Your task is to copy all of the entries exactly as they are given.

═════ Given data

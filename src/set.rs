use crate::{
    avl::Avl,
    map::Map,
    node::{Key, NoAug},
    tree::{Policy, TreePool},
};
use std::{
    fmt::{self, Debug, Formatter},
    hash::{Hash, Hasher},
};

/// the allocation context for sets over `K`
pub type SetPool<K, P = Avl> = TreePool<K, (), P, NoAug>;

/// A persistent ordered set, a thin veneer over [`Map`] with unit values.
/// The same snapshot and pool rules apply.
pub struct Set<K, P = Avl>(Map<K, (), P, NoAug>)
where
    K: Key,
    P: Policy<K, ()>;

impl<K, P> Clone for Set<K, P>
where
    K: Key,
    P: Policy<K, ()>,
{
    fn clone(&self) -> Self {
        Set(self.0.clone())
    }
}

impl<K, P> Set<K, P>
where
    K: Key,
    P: Policy<K, ()>,
{
    pub fn new(pool: &SetPool<K, P>) -> Self {
        Set(Map::new(pool))
    }

    pub fn pool(&self) -> &SetPool<K, P> {
        self.0.pool()
    }

    /// build from a batch of elements; duplicates collapse
    pub fn from_elems(pool: &SetPool<K, P>, elems: Vec<K>, sorted: bool) -> Self {
        let elts = elems.into_iter().map(|k| (k, ())).collect();
        Set(Map::from_entries(pool, elts, sorted))
    }

    pub fn len(&self) -> usize {
        self.0.len()
    }

    pub fn is_empty(&self) -> bool {
        self.0.is_empty()
    }

    pub fn contains(&self, elem: &K) -> bool {
        self.0.contains_key(elem)
    }

    /// the greatest element strictly below `elem`
    pub fn previous(&self, elem: &K) -> Option<&K> {
        self.0.previous(elem).map(|(k, _)| k)
    }

    /// the least element strictly above `elem`
    pub fn next(&self, elem: &K) -> Option<&K> {
        self.0.next(elem).map(|(k, _)| k)
    }

    /// the number of elements strictly below `elem`
    pub fn rank(&self, elem: &K) -> usize {
        self.0.rank(elem)
    }

    /// the element at position `i` in sorted order
    pub fn select(&self, i: usize) -> Option<&K> {
        self.0.select(i).map(|(k, _)| k)
    }

    /// a snapshot containing `elem`; the flag reports whether it was
    /// already present
    pub fn insert(&self, elem: K) -> (Self, bool) {
        let (m, prev) = self.0.insert(elem, ());
        (Set(m), prev.is_some())
    }

    /// a snapshot without `elem`
    pub fn remove(&self, elem: &K) -> (Self, bool) {
        let (m, prev) = self.0.remove(elem);
        (Set(m), prev.is_some())
    }

    /// insert a batch of elements in O(k log (n/k + 1))
    pub fn insert_many(&self, elems: Vec<K>, sorted: bool) -> Self {
        let elts = elems.into_iter().map(|k| (k, ())).collect();
        Set(self.0.insert_many(elts, sorted))
    }

    pub fn filter<F>(&self, f: F) -> Self
    where
        F: Fn(&K) -> bool + Sync,
    {
        Set(self.0.filter(|k, _| f(k)))
    }

    /// split into the elements below `elem` and above it; the flag reports
    /// whether `elem` itself was present
    pub fn split(&self, elem: &K) -> (Self, bool, Self) {
        let (l, v, r) = self.0.split(elem);
        (Set(l), v.is_some(), Set(r))
    }

    /// the elements with `lo <= elem <= hi`
    pub fn range(&self, lo: &K, hi: &K) -> Self {
        Set(self.0.range(lo, hi))
    }

    pub fn union(self, other: Self) -> Self {
        Set(self.0.union(other.0))
    }

    pub fn intersect(self, other: Self) -> Self {
        Set(self.0.intersect(other.0))
    }

    pub fn difference(self, other: Self) -> Self {
        Set(self.0.difference(other.0))
    }

    pub fn iter(&self) -> impl DoubleEndedIterator<Item = &K> + ExactSizeIterator + '_ {
        self.0.iter().map(|(k, _)| k)
    }

    pub fn to_vec(&self) -> Vec<K> {
        self.0.to_vec().into_iter().map(|(k, _)| k).collect()
    }

    #[allow(dead_code)]
    pub(crate) fn invariant(&self) {
        self.0.invariant()
    }
}

impl<'a, K, P> IntoIterator for &'a Set<K, P>
where
    K: Key,
    P: Policy<K, ()>,
{
    type Item = &'a K;
    type IntoIter = std::iter::Map<
        crate::map::Iter<'a, K, (), P, NoAug>,
        fn((&'a K, &'a ())) -> &'a K,
    >;

    fn into_iter(self) -> Self::IntoIter {
        let first: fn((&'a K, &'a ())) -> &'a K = |(k, _)| k;
        self.0.iter().map(first)
    }
}

impl<K, P> Debug for Set<K, P>
where
    K: Key + Debug,
    P: Policy<K, ()>,
{
    fn fmt(&self, f: &mut Formatter) -> fmt::Result {
        f.debug_set().entries(self.iter()).finish()
    }
}

impl<K, P> PartialEq for Set<K, P>
where
    K: Key,
    P: Policy<K, ()>,
{
    fn eq(&self, other: &Self) -> bool {
        self.0 == other.0
    }
}

impl<K, P> Eq for Set<K, P>
where
    K: Key,
    P: Policy<K, ()>,
{
}

impl<K, P> PartialOrd for Set<K, P>
where
    K: Key,
    P: Policy<K, ()>,
{
    fn partial_cmp(&self, other: &Self) -> Option<std::cmp::Ordering> {
        Some(self.cmp(other))
    }
}

impl<K, P> Ord for Set<K, P>
where
    K: Key,
    P: Policy<K, ()>,
{
    fn cmp(&self, other: &Self) -> std::cmp::Ordering {
        self.iter().cmp(other.iter())
    }
}

impl<K, P> Hash for Set<K, P>
where
    K: Key + Hash,
    P: Policy<K, ()>,
{
    fn hash<H: Hasher>(&self, state: &mut H) {
        self.len().hash(state);
        for k in self.iter() {
            k.hash(state);
        }
    }
}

══════════

Solution for this task:
filename src/set.rs
use crate::{
    avl::Avl,
    map::Map,
    node::{Key, NoAug},
    tree::{Policy, TreePool},
};
use std::{
    fmt::{self, Debug, Formatter},
    hash::{Hash, Hasher},
};

/// the allocation context for sets over `K`
pub type SetPool<K, P = Avl> = TreePool<K, (), P, NoAug>;

/// A persistent ordered set, a thin veneer over [`Map`] with unit values.
/// The same snapshot and pool rules apply.
pub struct Set<K, P = Avl>(Map<K, (), P, NoAug>)
where
    K: Key,
    P: Policy<K, ()>;

impl<K, P> Clone for Set<K, P>
where
    K: Key,
    P: Policy<K, ()>,
{
    fn clone(&self) -> Self {
        Set(self.0.clone())
    }
}

impl<K, P> Set<K, P>
where
    K: Key,
    P: Policy<K, ()>,
{
    pub fn new(pool: &SetPool<K, P>) -> Self {
        Set(Map::new(pool))
    }

    pub fn pool(&self) -> &SetPool<K, P> {
        self.0.pool()
    }

    /// build from a batch of elements; duplicates collapse
    pub fn from_elems(pool: &SetPool<K, P>, elems: Vec<K>, sorted: bool) -> Self {
        let elts = elems.into_iter().map(|k| (k, ())).collect();
        Set(Map::from_entries(pool, elts, sorted))
    }

    pub fn len(&self) -> usize {
        self.0.len()
    }

    pub fn is_empty(&self) -> bool {
        self.0.is_empty()
    }

    pub fn contains(&self, elem: &K) -> bool {
        self.0.contains_key(elem)
    }

    /// the greatest element strictly below `elem`
    pub fn previous(&self, elem: &K) -> Option<&K> {
        self.0.previous(elem).map(|(k, _)| k)
    }

    /// the least element strictly above `elem`
    pub fn next(&self, elem: &K) -> Option<&K> {
        self.0.next(elem).map(|(k, _)| k)
    }

    /// the number of elements strictly below `elem`
    pub fn rank(&self, elem: &K) -> usize {
        self.0.rank(elem)
    }

    /// the element at position `i` in sorted order
    pub fn select(&self, i: usize) -> Option<&K> {
        self.0.select(i).map(|(k, _)| k)
    }

    /// a snapshot containing `elem`; the flag reports whether it was
    /// already present
    pub fn insert(&self, elem: K) -> (Self, bool) {
        let (m, prev) = self.0.insert(elem, ());
        (Set(m), prev.is_some())
    }

    /// a snapshot without `elem`
    pub fn remove(&self, elem: &K) -> (Self, bool) {
        let (m, prev) = self.0.remove(elem);
        (Set(m), prev.is_some())
    }

    /// insert a batch of elements in O(k log (n/k + 1))
    pub fn insert_many(&self, elems: Vec<K>, sorted: bool) -> Self {
        let elts = elems.into_iter().map(|k| (k, ())).collect();
        Set(self.0.insert_many(elts, sorted))
    }

    pub fn filter<F>(&self, f: F) -> Self
    where
        F: Fn(&K) -> bool + Sync,
    {
        Set(self.0.filter(|k, _| f(k)))
    }

    /// split into the elements below `elem` and above it; the flag reports
    /// whether `elem` itself was present
    pub fn split(&self, elem: &K) -> (Self, bool, Self) {
        let (l, v, r) = self.0.split(elem);
        (Set(l), v.is_some(), Set(r))
    }

    /// the elements with `lo <= elem <= hi`
    pub fn range(&self, lo: &K, hi: &K) -> Self {
        Set(self.0.range(lo, hi))
    }

    pub fn union(self, other: Self) -> Self {
        Set(self.0.union(other.0))
    }

    pub fn intersect(self, other: Self) -> Self {
        Set(self.0.intersect(other.0))
    }

    pub fn difference(self, other: Self) -> Self {
        Set(self.0.difference(other.0))
    }

    pub fn iter(&self) -> impl DoubleEndedIterator<Item = &K> + ExactSizeIterator + '_ {
        self.0.iter().map(|(k, _)| k)
    }

    pub fn to_vec(&self) -> Vec<K> {
        self.0.to_vec().into_iter().map(|(k, _)| k).collect()
    }

    #[allow(dead_code)]
    pub(crate) fn invariant(&self) {
        self.0.invariant()
    }
}

impl<'a, K, P> IntoIterator for &'a Set<K, P>
where
    K: Key,
    P: Policy<K, ()>,
{
    type Item = &'a K;
    type IntoIter = std::iter::Map<
        crate::map::Iter<'a, K, (), P, NoAug>,
        fn((&'a K, &'a ())) -> &'a K,
    >;

    fn into_iter(self) -> Self::IntoIter {
        let first: fn((&'a K, &'a ())) -> &'a K = |(k, _)| k;
        self.0.iter().map(first)
    }
}

impl<K, P> Debug for Set<K, P>
where
    K: Key + Debug,
    P: Policy<K, ()>,
{
    fn fmt(&self, f: &mut Formatter) -> fmt::Result {
        f.debug_set().entries(self.iter()).finish()
    }
}

impl<K, P> PartialEq for Set<K, P>
where
    K: Key,
    P: Policy<K, ()>,
{
    fn eq(&self, other: &Self) -> bool {
        self.0 == other.0
    }
}

impl<K, P> Eq for Set<K, P>
where
    K: Key,
    P: Policy<K, ()>,
{
}

impl<K, P> PartialOrd for Set<K, P>
where
    K: Key,
    P: Policy<K, ()>,
{
    fn partial_cmp(&self, other: &Self) -> Option<std::cmp::Ordering> {
        Some(self.cmp(other))
    }
}

impl<K, P> Ord for Set<K, P>
where
    K: Key,
    P: Policy<K, ()>,
{
    fn cmp(&self, other: &Self) -> std::cmp::Ordering {
        self.iter().cmp(other.iter())
    }
}

impl<K, P> Hash for Set<K, P>
where
    K: Key + Hash,
    P: Policy<K, ()>,
{
    fn hash<H: Hasher>(&self, state: &mut H) {
        self.len().hash(state);
        for k in self.iter() {
            k.hash(state);
        }
    }
}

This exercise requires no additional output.